_Task directions_: Please quote exactly the lines below from the line containing "impl Default for LogConfig" to the line containing "filter.add_directive(directive)", both lines included, and nothing else.

_Provided data_:
——

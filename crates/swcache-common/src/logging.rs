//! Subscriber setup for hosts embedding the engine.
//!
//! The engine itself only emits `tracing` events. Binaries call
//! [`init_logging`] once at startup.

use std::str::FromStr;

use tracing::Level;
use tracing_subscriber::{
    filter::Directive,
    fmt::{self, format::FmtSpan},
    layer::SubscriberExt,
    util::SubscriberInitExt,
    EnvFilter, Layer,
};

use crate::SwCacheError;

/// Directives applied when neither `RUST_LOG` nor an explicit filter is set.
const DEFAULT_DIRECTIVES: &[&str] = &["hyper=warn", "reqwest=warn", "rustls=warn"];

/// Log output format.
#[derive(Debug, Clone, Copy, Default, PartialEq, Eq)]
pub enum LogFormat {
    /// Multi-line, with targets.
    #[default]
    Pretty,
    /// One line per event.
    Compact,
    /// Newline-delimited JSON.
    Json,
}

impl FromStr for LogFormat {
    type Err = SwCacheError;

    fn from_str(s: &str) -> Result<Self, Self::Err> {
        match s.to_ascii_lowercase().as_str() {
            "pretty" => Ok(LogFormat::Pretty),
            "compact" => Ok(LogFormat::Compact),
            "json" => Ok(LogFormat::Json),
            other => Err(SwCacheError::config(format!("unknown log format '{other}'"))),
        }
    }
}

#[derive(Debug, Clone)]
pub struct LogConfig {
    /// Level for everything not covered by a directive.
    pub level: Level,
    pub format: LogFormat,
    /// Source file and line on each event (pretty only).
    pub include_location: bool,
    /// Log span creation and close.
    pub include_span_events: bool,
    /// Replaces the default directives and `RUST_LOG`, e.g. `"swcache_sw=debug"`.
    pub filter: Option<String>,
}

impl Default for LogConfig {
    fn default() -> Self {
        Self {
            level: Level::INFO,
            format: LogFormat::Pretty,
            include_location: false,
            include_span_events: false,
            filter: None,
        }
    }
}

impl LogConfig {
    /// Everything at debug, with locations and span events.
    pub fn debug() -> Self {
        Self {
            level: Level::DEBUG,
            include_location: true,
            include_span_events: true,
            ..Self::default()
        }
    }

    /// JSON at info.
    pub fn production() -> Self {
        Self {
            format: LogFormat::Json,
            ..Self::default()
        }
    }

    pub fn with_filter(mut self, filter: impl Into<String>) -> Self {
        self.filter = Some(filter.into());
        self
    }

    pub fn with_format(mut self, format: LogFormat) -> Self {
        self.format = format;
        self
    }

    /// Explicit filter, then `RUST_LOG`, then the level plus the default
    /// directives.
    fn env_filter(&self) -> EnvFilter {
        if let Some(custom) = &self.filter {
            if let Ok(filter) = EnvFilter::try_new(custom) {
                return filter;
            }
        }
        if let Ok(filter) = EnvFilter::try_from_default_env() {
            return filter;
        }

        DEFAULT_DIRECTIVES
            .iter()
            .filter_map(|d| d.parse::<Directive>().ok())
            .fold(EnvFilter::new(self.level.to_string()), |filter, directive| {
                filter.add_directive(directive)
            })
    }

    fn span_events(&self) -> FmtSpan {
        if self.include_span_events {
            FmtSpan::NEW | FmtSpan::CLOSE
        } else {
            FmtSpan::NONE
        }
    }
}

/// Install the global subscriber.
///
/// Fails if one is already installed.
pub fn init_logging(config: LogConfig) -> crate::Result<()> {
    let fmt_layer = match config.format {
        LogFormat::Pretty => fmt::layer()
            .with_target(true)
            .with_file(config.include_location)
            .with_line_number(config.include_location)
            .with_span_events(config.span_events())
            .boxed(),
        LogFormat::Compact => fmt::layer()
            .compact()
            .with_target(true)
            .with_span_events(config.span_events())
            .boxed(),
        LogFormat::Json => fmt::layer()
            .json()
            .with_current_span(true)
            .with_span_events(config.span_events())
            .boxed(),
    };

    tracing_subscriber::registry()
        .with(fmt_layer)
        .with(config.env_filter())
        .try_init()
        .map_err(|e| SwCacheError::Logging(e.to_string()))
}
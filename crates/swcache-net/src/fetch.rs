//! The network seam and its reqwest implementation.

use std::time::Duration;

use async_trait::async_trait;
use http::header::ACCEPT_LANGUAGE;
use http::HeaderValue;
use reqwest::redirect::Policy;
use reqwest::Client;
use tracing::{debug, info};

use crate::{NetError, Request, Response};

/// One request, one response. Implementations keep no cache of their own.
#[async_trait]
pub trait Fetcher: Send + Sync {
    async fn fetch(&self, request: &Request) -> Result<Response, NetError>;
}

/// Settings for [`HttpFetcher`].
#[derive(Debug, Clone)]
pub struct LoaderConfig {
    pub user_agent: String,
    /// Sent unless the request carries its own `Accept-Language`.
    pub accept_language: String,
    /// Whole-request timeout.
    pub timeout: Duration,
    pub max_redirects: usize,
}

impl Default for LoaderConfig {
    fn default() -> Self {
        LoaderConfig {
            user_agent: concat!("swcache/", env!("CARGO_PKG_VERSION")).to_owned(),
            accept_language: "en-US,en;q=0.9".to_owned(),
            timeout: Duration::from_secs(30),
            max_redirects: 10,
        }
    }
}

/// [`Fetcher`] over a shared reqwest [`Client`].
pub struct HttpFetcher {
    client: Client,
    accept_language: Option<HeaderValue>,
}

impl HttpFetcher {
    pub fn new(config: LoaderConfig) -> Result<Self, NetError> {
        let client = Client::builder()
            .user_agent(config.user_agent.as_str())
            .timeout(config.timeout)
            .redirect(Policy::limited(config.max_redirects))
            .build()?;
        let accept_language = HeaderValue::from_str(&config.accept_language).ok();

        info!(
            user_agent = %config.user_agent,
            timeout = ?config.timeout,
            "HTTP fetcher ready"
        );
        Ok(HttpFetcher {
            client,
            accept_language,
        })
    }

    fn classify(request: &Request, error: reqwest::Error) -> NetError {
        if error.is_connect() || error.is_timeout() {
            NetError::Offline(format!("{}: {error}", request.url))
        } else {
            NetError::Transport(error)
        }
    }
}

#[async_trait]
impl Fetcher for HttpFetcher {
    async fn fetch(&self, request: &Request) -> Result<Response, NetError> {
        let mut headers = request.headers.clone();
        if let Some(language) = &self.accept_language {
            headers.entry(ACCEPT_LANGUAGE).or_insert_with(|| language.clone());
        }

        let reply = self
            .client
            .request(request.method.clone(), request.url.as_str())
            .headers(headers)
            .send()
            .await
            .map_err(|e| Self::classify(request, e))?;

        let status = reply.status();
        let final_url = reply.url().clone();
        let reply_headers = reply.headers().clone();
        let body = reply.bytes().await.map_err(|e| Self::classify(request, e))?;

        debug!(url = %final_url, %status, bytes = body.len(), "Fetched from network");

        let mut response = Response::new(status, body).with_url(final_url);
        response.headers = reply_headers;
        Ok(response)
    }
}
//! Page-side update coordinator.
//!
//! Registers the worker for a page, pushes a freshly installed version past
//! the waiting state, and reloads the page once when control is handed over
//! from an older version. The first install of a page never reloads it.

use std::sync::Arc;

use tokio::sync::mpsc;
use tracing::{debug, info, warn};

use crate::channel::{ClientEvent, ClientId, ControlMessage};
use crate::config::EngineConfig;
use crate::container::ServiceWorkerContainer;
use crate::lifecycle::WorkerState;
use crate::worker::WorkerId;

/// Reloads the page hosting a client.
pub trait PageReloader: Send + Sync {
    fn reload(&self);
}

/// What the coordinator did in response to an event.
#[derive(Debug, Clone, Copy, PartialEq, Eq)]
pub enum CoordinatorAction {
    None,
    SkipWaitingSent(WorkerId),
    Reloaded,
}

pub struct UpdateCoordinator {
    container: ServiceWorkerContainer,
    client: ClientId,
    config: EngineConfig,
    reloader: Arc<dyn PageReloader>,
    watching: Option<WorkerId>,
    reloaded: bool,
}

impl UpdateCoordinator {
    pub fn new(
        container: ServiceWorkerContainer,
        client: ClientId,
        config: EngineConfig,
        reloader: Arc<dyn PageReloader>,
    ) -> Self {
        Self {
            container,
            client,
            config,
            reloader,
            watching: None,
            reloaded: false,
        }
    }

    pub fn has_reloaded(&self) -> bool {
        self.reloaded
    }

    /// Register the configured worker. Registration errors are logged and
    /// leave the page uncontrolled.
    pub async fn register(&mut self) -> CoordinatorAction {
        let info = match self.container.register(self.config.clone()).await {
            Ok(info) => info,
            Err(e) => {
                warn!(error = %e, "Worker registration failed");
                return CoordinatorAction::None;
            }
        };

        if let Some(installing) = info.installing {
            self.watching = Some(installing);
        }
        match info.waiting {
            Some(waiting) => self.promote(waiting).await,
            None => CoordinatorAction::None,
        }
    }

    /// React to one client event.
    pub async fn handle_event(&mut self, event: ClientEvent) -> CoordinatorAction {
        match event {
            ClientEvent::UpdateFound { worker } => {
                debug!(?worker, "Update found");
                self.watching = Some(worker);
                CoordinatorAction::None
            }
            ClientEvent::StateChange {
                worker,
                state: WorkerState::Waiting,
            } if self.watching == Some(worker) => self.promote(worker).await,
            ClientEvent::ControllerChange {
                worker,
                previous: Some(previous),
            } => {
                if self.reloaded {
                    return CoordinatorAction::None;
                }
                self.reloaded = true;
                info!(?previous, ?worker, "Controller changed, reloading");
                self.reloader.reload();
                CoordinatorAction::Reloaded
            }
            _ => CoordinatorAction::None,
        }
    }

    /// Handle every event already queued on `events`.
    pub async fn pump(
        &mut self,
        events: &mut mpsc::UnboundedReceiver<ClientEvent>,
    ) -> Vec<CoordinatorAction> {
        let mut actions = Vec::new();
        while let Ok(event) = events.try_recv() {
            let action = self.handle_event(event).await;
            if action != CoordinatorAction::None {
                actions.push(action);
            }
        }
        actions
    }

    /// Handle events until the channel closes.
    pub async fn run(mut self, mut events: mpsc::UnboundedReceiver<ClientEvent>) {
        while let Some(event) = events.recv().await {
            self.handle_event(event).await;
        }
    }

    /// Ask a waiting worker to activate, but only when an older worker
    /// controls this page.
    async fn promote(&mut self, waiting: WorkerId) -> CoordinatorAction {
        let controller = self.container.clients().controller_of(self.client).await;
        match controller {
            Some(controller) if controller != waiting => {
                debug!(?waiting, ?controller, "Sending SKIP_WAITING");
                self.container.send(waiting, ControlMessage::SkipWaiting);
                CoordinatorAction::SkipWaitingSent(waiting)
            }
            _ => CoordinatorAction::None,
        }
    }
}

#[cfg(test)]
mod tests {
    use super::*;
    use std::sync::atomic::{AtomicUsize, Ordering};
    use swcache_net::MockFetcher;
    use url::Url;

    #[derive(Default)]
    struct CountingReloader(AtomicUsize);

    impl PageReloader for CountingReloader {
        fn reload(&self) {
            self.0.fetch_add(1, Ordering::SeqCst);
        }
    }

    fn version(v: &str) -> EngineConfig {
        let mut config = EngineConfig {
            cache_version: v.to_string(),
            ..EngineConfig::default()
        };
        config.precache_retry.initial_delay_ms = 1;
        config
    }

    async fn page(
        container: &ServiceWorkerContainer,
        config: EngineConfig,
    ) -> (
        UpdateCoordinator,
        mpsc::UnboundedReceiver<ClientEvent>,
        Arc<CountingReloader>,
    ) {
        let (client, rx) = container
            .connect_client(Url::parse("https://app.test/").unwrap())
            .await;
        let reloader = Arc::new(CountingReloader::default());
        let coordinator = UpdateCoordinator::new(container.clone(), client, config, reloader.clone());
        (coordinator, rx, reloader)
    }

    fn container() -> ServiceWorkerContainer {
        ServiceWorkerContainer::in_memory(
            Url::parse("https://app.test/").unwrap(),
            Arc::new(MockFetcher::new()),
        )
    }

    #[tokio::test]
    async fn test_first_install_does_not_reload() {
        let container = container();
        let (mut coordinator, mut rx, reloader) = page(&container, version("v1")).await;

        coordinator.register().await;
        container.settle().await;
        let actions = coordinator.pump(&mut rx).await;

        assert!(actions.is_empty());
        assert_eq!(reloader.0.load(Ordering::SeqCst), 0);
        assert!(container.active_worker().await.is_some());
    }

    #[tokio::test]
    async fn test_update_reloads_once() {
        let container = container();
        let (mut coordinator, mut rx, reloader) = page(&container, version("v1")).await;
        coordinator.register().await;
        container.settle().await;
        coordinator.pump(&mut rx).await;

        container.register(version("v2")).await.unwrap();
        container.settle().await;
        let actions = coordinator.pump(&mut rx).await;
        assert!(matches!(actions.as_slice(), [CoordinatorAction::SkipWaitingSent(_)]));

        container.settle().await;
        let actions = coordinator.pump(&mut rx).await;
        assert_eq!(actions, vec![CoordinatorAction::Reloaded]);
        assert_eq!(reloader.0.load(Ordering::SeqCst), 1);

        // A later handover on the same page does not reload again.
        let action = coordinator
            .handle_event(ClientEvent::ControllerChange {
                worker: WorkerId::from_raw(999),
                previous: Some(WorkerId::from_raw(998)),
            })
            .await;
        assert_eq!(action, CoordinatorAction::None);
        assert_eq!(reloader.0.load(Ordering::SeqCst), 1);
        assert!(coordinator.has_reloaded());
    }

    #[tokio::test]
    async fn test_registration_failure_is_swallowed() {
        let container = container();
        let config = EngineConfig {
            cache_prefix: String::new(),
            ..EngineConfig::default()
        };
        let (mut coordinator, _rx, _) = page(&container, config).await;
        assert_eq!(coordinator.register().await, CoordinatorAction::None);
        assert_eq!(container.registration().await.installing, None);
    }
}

——

_Exercise output_:
impl Default for LogConfig {
    fn default() -> Self {
        Self {
            level: Level::INFO,
            format: LogFormat::Pretty,
            include_location: false,
            include_span_events: false,
            filter: None,
        }
    }
}

impl LogConfig {
    /// Everything at debug, with locations and span events.
    pub fn debug() -> Self {
        Self {
            level: Level::DEBUG,
            include_location: true,
            include_span_events: true,
            ..Self::default()
        }
    }

    /// JSON at info.
    pub fn production() -> Self {
        Self {
            format: LogFormat::Json,
            ..Self::default()
        }
    }

    pub fn with_filter(mut self, filter: impl Into<String>) -> Self {
        self.filter = Some(filter.into());
        self
    }

    pub fn with_format(mut self, format: LogFormat) -> Self {
        self.format = format;
        self
    }

    /// Explicit filter, then `RUST_LOG`, then the level plus the default
    /// directives.
    fn env_filter(&self) -> EnvFilter {
        if let Some(custom) = &self.filter {
            if let Ok(filter) = EnvFilter::try_new(custom) {
                return filter;
            }
        }
        if let Ok(filter) = EnvFilter::try_from_default_env() {
            return filter;
        }

        DEFAULT_DIRECTIVES
            .iter()
            .filter_map(|d| d.parse::<Directive>().ok())
            .fold(EnvFilter::new(self.level.to_string()), |filter, directive| {
                filter.add_directive(directive)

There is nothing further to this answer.